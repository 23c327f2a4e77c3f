use std::fs::File;
use std::io::{BufWriter, Read};
use std::path::{Path, PathBuf};

use log::{debug, warn};

use crate::error::StorageError;
use crate::hasher::{copy_and_fingerprint, Fingerprint};
use crate::sanitize;

const STAGING_PREFIX: &str = ".staging-";

/// Kind of uploaded file, derived from the declared filename.
#[derive(Debug, Clone, Copy, PartialEq, Eq)]
pub enum BlobKind {
    /// A zip container of XML documents.
    Archive,
    /// A single XML document.
    Document,
}

impl BlobKind {
    pub fn from_filename(filename: &str) -> Option<Self> {
        let lower = filename.to_ascii_lowercase();
        if lower.ends_with(".zip") {
            Some(BlobKind::Archive)
        } else if lower.ends_with(".xml") {
            Some(BlobKind::Document)
        } else {
            None
        }
    }

    pub fn extension(self) -> &'static str {
        match self {
            BlobKind::Archive => ".zip",
            BlobKind::Document => ".xml",
        }
    }
}

/// Move a file from `src` to `dst`. Uses `rename` first (atomic on the same
/// filesystem) and falls back to copy + delete for cross-device moves.
fn move_file(src: &Path, dst: &Path) -> Result<(), StorageError> {
    if std::fs::rename(src, dst).is_ok() {
        return Ok(());
    }

    std::fs::copy(src, dst).map_err(|e| StorageError::MoveFile {
        from: src.to_path_buf(),
        to: dst.to_path_buf(),
        source: e,
    })?;
    std::fs::remove_file(src).map_err(|e| StorageError::MoveFile {
        from: src.to_path_buf(),
        to: dst.to_path_buf(),
        source: e,
    })?;
    Ok(())
}

/// Bytes written to a tenant-scoped temp file whose fingerprint is known.
///
/// Dropping a staged blob without committing it removes the temp file.
#[derive(Debug)]
pub struct StagedBlob {
    tenant_id: String,
    temp_path: PathBuf,
    fingerprint: Fingerprint,
    size: u64,
    committed: bool,
}

impl StagedBlob {
    pub fn fingerprint(&self) -> &Fingerprint {
        &self.fingerprint
    }

    pub fn size(&self) -> u64 {
        self.size
    }

    pub fn tenant_id(&self) -> &str {
        &self.tenant_id
    }

    pub fn temp_path(&self) -> &Path {
        &self.temp_path
    }
}

impl Drop for StagedBlob {
    fn drop(&mut self) {
        if self.committed {
            return;
        }
        if let Err(e) = std::fs::remove_file(&self.temp_path) {
            if e.kind() != std::io::ErrorKind::NotFound {
                warn!(
                    "Failed to remove staging file {}: {}",
                    sanitize::redact_path(&self.temp_path),
                    e
                );
            }
        }
    }
}

/// Content-addressed store for uploaded files.
///
/// Layout: `{root}/{tenant_id}/{digest}{extension}`. External tools rely on
/// this layout, see [`BlobStore::blob_path`].
#[derive(Debug, Clone)]
pub struct BlobStore {
    root: PathBuf,
}

impl BlobStore {
    pub fn new<P: AsRef<Path>>(root: P) -> Self {
        Self {
            root: root.as_ref().to_path_buf(),
        }
    }

    pub fn root(&self) -> &Path {
        &self.root
    }

    pub fn blob_path(
        &self,
        tenant_id: &str,
        digest: &Fingerprint,
        kind: BlobKind,
    ) -> Result<PathBuf, StorageError> {
        Ok(self
            .tenant_dir(tenant_id)?
            .join(format!("{}{}", digest, kind.extension())))
    }

    pub fn exists(&self, tenant_id: &str, digest: &Fingerprint, kind: BlobKind) -> bool {
        self.blob_path(tenant_id, digest, kind)
            .map(|p| p.is_file())
            .unwrap_or(false)
    }

    /// Streams `reader` into a temp file under the tenant directory,
    /// fingerprinting it in the same pass.
    pub fn stage<R: Read>(&self, tenant_id: &str, reader: &mut R) -> Result<StagedBlob, StorageError> {
        let dir = self.tenant_dir(tenant_id)?;
        self.ensure_directory(&dir)?;

        let temp_path = dir.join(format!("{}{}", STAGING_PREFIX, uuid::Uuid::new_v4()));
        let file = std::fs::OpenOptions::new()
            .write(true)
            .create_new(true)
            .open(&temp_path)
            .map_err(|e| StorageError::WriteFile {
                path: temp_path.clone(),
                source: e,
            })?;

        // From here on the guard owns the temp file and cleans it up on error.
        let mut staged = StagedBlob {
            tenant_id: tenant_id.to_string(),
            temp_path,
            fingerprint: crate::hasher::fingerprint_bytes(&[]),
            size: 0,
            committed: false,
        };

        let mut writer = BufWriter::new(file);
        let (fingerprint, size) =
            copy_and_fingerprint(reader, &mut writer).map_err(|e| StorageError::WriteFile {
                path: staged.temp_path.clone(),
                source: e,
            })?;
        let file = writer.into_inner().map_err(|e| StorageError::WriteFile {
            path: staged.temp_path.clone(),
            source: e.into_error(),
        })?;
        file.sync_all().map_err(|e| StorageError::WriteFile {
            path: staged.temp_path.clone(),
            source: e,
        })?;

        staged.fingerprint = fingerprint;
        staged.size = size;

        debug!(
            "Staged {} bytes for tenant {} ({})",
            size, tenant_id, staged.fingerprint
        );
        Ok(staged)
    }

    /// Moves a staged blob to its final content-addressed name.
    ///
    /// Committing the same content twice is safe: the second rename replaces
    /// an identical file.
    pub fn commit(&self, mut staged: StagedBlob, kind: BlobKind) -> Result<PathBuf, StorageError> {
        let final_path = self.blob_path(&staged.tenant_id, &staged.fingerprint, kind)?;

        match move_file(&staged.temp_path, &final_path) {
            Ok(()) => {
                staged.committed = true;
            }
            Err(e) if final_path.is_file() => {
                // Some platforms refuse to rename over an existing file. The
                // existing blob has the same content, keep it.
                debug!(
                    "Blob {} already present, discarding staged copy: {}",
                    sanitize::redact_path(&final_path),
                    e
                );
            }
            Err(e) => return Err(e),
        }

        Ok(final_path)
    }

    /// Writes `reader` under `{tenant_id}/{digest}{ext}` where the caller
    /// already knows the digest. The content is verified before the rename.
    pub fn persist<R: Read>(
        &self,
        tenant_id: &str,
        digest: &Fingerprint,
        filename: &str,
        reader: &mut R,
    ) -> Result<PathBuf, StorageError> {
        let kind = BlobKind::from_filename(filename)
            .ok_or_else(|| StorageError::UnsupportedExtension(filename.to_string()))?;

        let staged = self.stage(tenant_id, reader)?;
        if staged.fingerprint() != digest {
            return Err(StorageError::DigestMismatch {
                expected: digest.to_string(),
                actual: staged.fingerprint().to_string(),
            });
        }

        self.commit(staged, kind)
    }

    pub fn open(
        &self,
        tenant_id: &str,
        digest: &Fingerprint,
        kind: BlobKind,
    ) -> Result<File, StorageError> {
        let path = self.blob_path(tenant_id, digest, kind)?;
        File::open(&path).map_err(|e| StorageError::OpenBlob { path, source: e })
    }

    fn tenant_dir(&self, tenant_id: &str) -> Result<PathBuf, StorageError> {
        if !sanitize::is_safe_path_segment(tenant_id) {
            return Err(StorageError::InvalidTenant(tenant_id.to_string()));
        }
        Ok(self.root.join(tenant_id))
    }

    fn ensure_directory(&self, path: &Path) -> Result<(), StorageError> {
        if !path.exists() {
            std::fs::create_dir_all(path).map_err(|e| StorageError::CreateDirectory {
                path: path.to_path_buf(),
                source: e,
            })?;
        }
        Ok(())
    }
}
use std::path::PathBuf;
use thiserror::Error;

#[derive(Error, Debug)]
pub enum DatabaseError {
    #[error("SQLite error: {0}")]
    Sqlite(#[from] rusqlite::Error),

    #[error("Cannot prepare database directory '{path}': {source}")]
    Io {
        path: PathBuf,
        #[source]
        source: std::io::Error,
    },

    #[error("Migration {version} failed: {reason}")]
    Migration { version: u32, reason: String },

    /// A `context` column value that could not be written as JSON.
    #[error("Failed to encode JSON column: {0}")]
    Json(#[from] serde_json::Error),

    /// Another tenant already holds this tax id.
    #[error("A tenant with tax id '{0}' already exists")]
    DuplicateTenant(String),

    #[error("Database lock poisoned")]
    LockPoisoned,
}

impl DatabaseError {
    /// True for SQLite `UNIQUE`/`PRIMARY KEY` constraint failures.
    pub fn is_constraint_violation(&self) -> bool {
        matches!(
            self,
            DatabaseError::Sqlite(rusqlite::Error::SqliteFailure(e, _))
                if e.code == rusqlite::ErrorCode::ConstraintViolation
        )
    }
}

----

[Your goal] For this exercise, the answer is the lines from the one containing "written as JSON." through the end of the listing above, reproduced exactly.

[Answer box]
    /// A `context` column value that could not be written as JSON.
    #[error("Failed to encode JSON column: {0}")]
    Json(#[from] serde_json::Error),

    /// Another tenant already holds this tax id.
    #[error("A tenant with tax id '{0}' already exists")]
    DuplicateTenant(String),

    #[error("Database lock poisoned")]
    LockPoisoned,
}

impl DatabaseError {
    /// True for SQLite `UNIQUE`/`PRIMARY KEY` constraint failures.
    pub fn is_constraint_violation(&self) -> bool {
        matches!(
            self,
            DatabaseError::Sqlite(rusqlite::Error::SqliteFailure(e, _))
                if e.code == rusqlite::ErrorCode::ConstraintViolation
        )
    }
}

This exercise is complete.